-------- Exercise material --------

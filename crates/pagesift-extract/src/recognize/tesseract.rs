// SPDX-License-Identifier: PMPL-1.0-or-later
// Copyright (c) 2026 Jonathan D.A. Jewell (hyperpolymath) <jonathan.jewell@open.ac.uk>
//
// Tesseract engine, driven through its command-line interface.
//
// The page is written to a temporary PNG and Tesseract is asked for TSV
// output, which carries a per-word confidence column.

use std::path::Path;
use std::process::Command;

use image::DynamicImage;
use pagesift_core::config::TesseractSettings;
use pagesift_core::error::{PagesiftError, Result};
use pagesift_core::types::{EngineKind, EngineStatus};
use tracing::{debug, info, instrument, warn};

use super::engine::{RawRecognition, ScoredToken, TextRecognizer, write_temp_png};

/// Tesseract via `tesseract <image> stdout ... tsv`.
pub struct TesseractRecognizer {
    settings: TesseractSettings,
    /// First line of `tesseract --version`, or `None` when the probe failed.
    version: Option<String>,
}

impl TesseractRecognizer {
    /// Build the recognizer and probe the binary once.
    pub fn new(settings: TesseractSettings) -> Self {
        let version = probe_version(&settings.binary);
        match &version {
            Some(v) => info!(binary = %settings.binary, version = %v, "Tesseract available"),
            None => warn!(binary = %settings.binary, "Tesseract not found"),
        }
        Self { settings, version }
    }

    fn run(&self, image_path: &Path) -> Result<String> {
        let output = Command::new(&self.settings.binary)
            .arg(image_path)
            .arg("stdout")
            .args(["-l", &self.settings.language])
            .args(["--oem", &self.settings.oem.to_string()])
            .args(["--psm", &self.settings.psm.to_string()])
            .arg("tsv")
            .output();

        match output {
            Ok(output) if output.status.success() => {
                Ok(String::from_utf8_lossy(&output.stdout).into_owned())
            }
            Ok(output) => Err(PagesiftError::EngineFailed(format!(
                "tesseract exited with {}: {}",
                output.status,
                String::from_utf8_lossy(&output.stderr).trim()
            ))),
            Err(err) if err.kind() == std::io::ErrorKind::NotFound => {
                Err(PagesiftError::EngineUnavailable(format!(
                    "{} not found (install tesseract-ocr)",
                    self.settings.binary
                )))
            }
            Err(err) => Err(PagesiftError::Io(err)),
        }
    }
}

impl TextRecognizer for TesseractRecognizer {
    fn kind(&self) -> EngineKind {
        EngineKind::Tesseract
    }

    fn is_available(&self) -> bool {
        self.version.is_some()
    }

    fn status(&self) -> EngineStatus {
        EngineStatus {
            engine: EngineKind::Tesseract,
            available: self.version.is_some(),
            detail: self.version.clone().unwrap_or_else(|| {
                format!(
                    "{} not installed. Install with: apt install tesseract-ocr",
                    self.settings.binary
                )
            }),
        }
    }

    #[instrument(skip_all, fields(width = image.width(), height = image.height()))]
    fn recognize(&self, image: &DynamicImage) -> Result<RawRecognition> {
        let file = write_temp_png(image)?;

        let tsv = self.run(file.path())?;
        let tokens = parse_tsv(&tsv);
        debug!(tokens = tokens.len(), "Tesseract finished");
        Ok(RawRecognition::Tokens(tokens))
    }
}

fn probe_version(binary: &str) -> Option<String> {
    let output = Command::new(binary).arg("--version").output().ok()?;
    if !output.status.success() {
        return None;
    }
    // Older releases print the banner on stderr.
    let banner = if output.stdout.is_empty() {
        output.stderr
    } else {
        output.stdout
    };
    let text = String::from_utf8_lossy(&banner);
    Some(text.lines().next().unwrap_or("tesseract").trim().to_owned())
}

/// Parse Tesseract TSV into word tokens.
///
/// Columns: level, page, block, paragraph, line, word, left, top, width,
/// height, conf, text. Rows whose confidence is not a number (the header) are
/// skipped; structural rows carry `-1` and are left for the aggregator to drop.
pub fn parse_tsv(tsv: &str) -> Vec<ScoredToken> {
    tsv.lines()
        .filter_map(|line| {
            let mut columns = line.splitn(12, '\t');
            let conf = columns.nth(10)?.trim().parse::<f64>().ok()?;
            let text = columns.next().unwrap_or("").trim();
            Some(ScoredToken::new(text, conf))
        })
        .collect()
}

#[cfg(test)]
mod tests {
    use super::*;
    use crate::recognize::engine::aggregate;

    const SAMPLE_TSV: &str = "level\tpage_num\tblock_num\tpar_num\tline_num\tword_num\tleft\ttop\twidth\theight\tconf\ttext\n\
1\t1\t0\t0\t0\t0\t0\t0\t640\t480\t-1\t\n\
4\t1\t1\t1\t1\t0\t10\t10\t200\t20\t-1\t\n\
5\t1\t1\t1\t1\t1\t10\t10\t60\t20\t96.5\tInvoice\n\
5\t1\t1\t1\t1\t2\t80\t10\t40\t20\t88.5\tTotal\n\
5\t1\t1\t1\t1\t3\t130\t10\t10\t20\t0\t~\n";

    #[test]
    fn parse_tsv_skips_header_and_keeps_scores() {
        let tokens = parse_tsv(SAMPLE_TSV);
        assert_eq!(tokens.len(), 5);
        assert_eq!(tokens[2], ScoredToken::new("Invoice", 96.5));
        assert_eq!(tokens[0].confidence, -1.0);
    }

    #[test]
    fn tsv_aggregates_to_confident_words() {
        let (text, conf) = aggregate(&RawRecognition::Tokens(parse_tsv(SAMPLE_TSV)));
        assert_eq!(text, "Invoice Total");
        assert!((conf - 92.5).abs() < 1e-9);
    }

    #[test]
    fn blank_word_rows_are_ignored_in_confidence() {
        let tsv = "5\t1\t1\t1\t1\t1\t10\t10\t60\t20\t50\tInvoice\n\
5\t1\t1\t1\t1\t2\t80\t10\t40\t20\t95\t \n";
        let (text, conf) = aggregate(&RawRecognition::Tokens(parse_tsv(tsv)));
        assert_eq!(text, "Invoice");
        assert_eq!(conf, 50.0);
    }

    #[test]
    fn missing_binary_reports_unavailable() {
        let recognizer = TesseractRecognizer::new(TesseractSettings {
            binary: "pagesift-no-such-tesseract".into(),
            ..Default::default()
        });
        assert!(!recognizer.is_available());
        let status = recognizer.status();
        assert!(!status.available);
        assert!(status.detail.contains("not installed"));
    }
}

--------

What is needed is an exact copy of the entries above, from the first line through the line holding "use std::path::Path;", with both of those lines kept; please give nothing else.

→ Answer to the problem
filename crates/pagesift-extract/src/recognize/tesseract.rs
// SPDX-License-Identifier: PMPL-1.0-or-later
// Copyright (c) 2026 Jonathan D.A. Jewell (hyperpolymath) <jonathan.jewell@open.ac.uk>
//
// Tesseract engine, driven through its command-line interface.
//
// The page is written to a temporary PNG and Tesseract is asked for TSV
// output, which carries a per-word confidence column.

use std::path::Path;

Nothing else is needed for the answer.